In silico design of a TLR4-mediating multiepitope chimeric vaccine against amyotrophic lateral sclerosis via advanced immunoinformatics

Abstract Amyotrophic lateral sclerosis (ALS) is the most prevalent motor neuron disorder worldwide. In ALS, progressing disease can result from misfolding and aggregation of superoxide dismutase-1 (SOD1) or TAR DNA-binding protein 43 kDa (TDP43). An efficient immunotherapy for ALS should spare intact SOD1 while eliminating its dysfunctional variant. We utilized advanced immunoinformatics to suggest a potential vaccine candidate against ALS by proposing a model of dynamic TLR4 mediation and induction of a specific Th2-biased shift against mutant SOD1, TDP43, and TRAF6, a protein that specifically interacts with dysfunctional SOD1. SOD1, TDP43, and TRAF6 were retrieved in FASTA. Immune Epitopes Database and CTLpred suggested T/B-cell epitopes from disease-specific regions of selected antigens. A TLR4-mediating adjuvant, RS01, was used. Sequences were assembled via suitable linkers. Tertiary structure of the protein was calculated. Refined protein structure and physicochemical features of the 3D structure were verified in silico. Differential immune induction was assessed via C-ImmSim. GROningen MAchine for Chemical Simulation was used to assess evolution of the docked vaccine–TLR4 complex in blood. Our protein showed high structural quality and was nonallergenic and immune inducing.

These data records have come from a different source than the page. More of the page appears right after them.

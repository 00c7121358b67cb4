//! Local yt-dlp Extraction Client
//!
//! Talks to a locally running yt-dlp companion service. Preferred path is
//! the JSON3 endpoint, which returns timed caption groups; when that is not
//! available for a track the client falls back to raw VTT extraction and
//! leaves parsing to the caption pipeline.

use async_trait::async_trait;
use serde::{Deserialize, Serialize};
use tracing::{debug, info, warn};

use super::{TimedText, TranscriptPayload, TranscriptResult, TranscriptSource};
use crate::core::captions::{CaptionData, CaptionKind, Segment, Word};
use crate::core::{CoreError, CoreResult};

/// Client for the local yt-dlp extraction service.
pub struct YtdlpClient {
    base: String,
    client: reqwest::Client,
}

impl YtdlpClient {
    pub fn new(base: impl Into<String>, client: reqwest::Client) -> Self {
        Self {
            base: base.into(),
            client,
        }
    }

    async fn fetch_json3(&self, video_id: &str, language: &str) -> CoreResult<Option<TranscriptResult>> {
        let url = format!("{}/extract-subs-json3", self.base);
        let response = self
            .client
            .post(&url)
            .json(&ExtractRequest { video_id, language })
            .send()
            .await
            .map_err(CoreError::from_transport)?;

        if !response.status().is_success() {
            warn!(video_id, status = %response.status(), "yt-dlp: JSON3 endpoint failed");
            return Ok(None);
        }

        let body: Json3Response = response.json().await.map_err(CoreError::from_transport)?;
        if !body.success {
            return Ok(None);
        }

        let groups = body.caption_groups;
        info!(video_id, groups = groups.len(), "yt-dlp: JSON3 extraction succeeded");

        // Word-level timing is only usable when every group carries it
        let payload = if !groups.is_empty() && groups.iter().all(|g| g.words.is_some()) {
            TranscriptPayload::Segments(
                groups
                    .into_iter()
                    .map(|g| Segment {
                        start: g.start,
                        end: g.end,
                        words: g.words.unwrap_or_default(),
                        text: g.text,
                    })
                    .collect(),
            )
        } else {
            TranscriptPayload::TextCaptions(
                groups
                    .into_iter()
                    .map(|g| TimedText {
                        start: g.start,
                        end: g.end,
                        text: g.text,
                    })
                    .collect(),
            )
        };

        let count = payload.unit_count();
        Ok(Some(TranscriptResult {
            payload,
            caption_data: CaptionData {
                language: body.language.unwrap_or_else(|| language.to_string()),
                kind: CaptionKind::from_wire(body.subtitle_type.as_deref().unwrap_or("")),
                source: self.name().to_string(),
                count,
            },
            from_cache: false,
        }))
    }

    async fn fetch_vtt(&self, video_id: &str, language: &str) -> CoreResult<Option<TranscriptResult>> {
        let url = format!("{}/extract-subs", self.base);
        let response = self
            .client
            .post(&url)
            .json(&ExtractRequest { video_id, language })
            .send()
            .await
            .map_err(CoreError::from_transport)?;

        if !response.status().is_success() {
            warn!(video_id, status = %response.status(), "yt-dlp: VTT endpoint failed");
            return Ok(None);
        }

        let body: VttResponse = response.json().await.map_err(CoreError::from_transport)?;
        if !body.success || body.content.is_empty() {
            return Ok(None);
        }

        info!(video_id, "yt-dlp: VTT extraction succeeded");
        Ok(Some(TranscriptResult {
            payload: TranscriptPayload::VttContent(body.content),
            caption_data: CaptionData {
                language: body.language.unwrap_or_else(|| language.to_string()),
                kind: CaptionKind::Vtt,
                source: "local-ytdlp".to_string(),
                count: 0,
            },
            from_cache: false,
        }))
    }
}

// =============================================================================
// Wire Format
// =============================================================================

#[derive(Debug, Serialize)]
struct ExtractRequest<'a> {
    video_id: &'a str,
    language: &'a str,
}

#[derive(Debug, Deserialize)]
struct Json3Response {
    #[serde(default)]
    success: bool,
    #[serde(default)]
    caption_groups: Vec<CaptionGroup>,
    #[serde(default)]
    language: Option<String>,
    #[serde(default)]
    subtitle_type: Option<String>,
}

#[derive(Debug, Deserialize)]
struct CaptionGroup {
    start: f64,
    end: f64,
    text: String,
    #[serde(default)]
    words: Option<Vec<Word>>,
}

#[derive(Debug, Deserialize)]
struct VttResponse {
    #[serde(default)]
    success: bool,
    #[serde(default)]
    content: String,
    #[serde(default)]
    language: Option<String>,
}

// =============================================================================
// Source Implementation
// =============================================================================

#[async_trait]
impl TranscriptSource for YtdlpClient {
    fn name(&self) -> &'static str {
        "local-ytdlp"
    }

    async fn fetch_transcript(
        &self,
        video_id: &str,
        language: &str,
    ) -> CoreResult<TranscriptResult> {
        debug!(video_id, language, "yt-dlp: requesting extraction");

        if let Some(result) = self.fetch_json3(video_id, language).await? {
            return Ok(result);
        }

        if let Some(result) = self.fetch_vtt(video_id, language).await? {
            return Ok(result);
        }

        Err(CoreError::FetchFailed(
            "local yt-dlp service could not extract subtitles".to_string(),
        ))
    }
}

// =============================================================================
// Tests
// =============================================================================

Also, the vaccine–TLR4 complex stability was verified by RMSD, RMSF, gyration, and visual analyses of the molecular dynamic trajectory. Contact residues in the vaccine–TLR4 complex showed favorable binding energies. Immune stimulation analyses of the proposed candidate demonstrated a sustained memory cell response and a strong adaptive immune reaction. We proposed a potential vaccine candidate against ALS and verified its physicochemical and immune inducing features. Future studies should assess this vaccine in animal studies.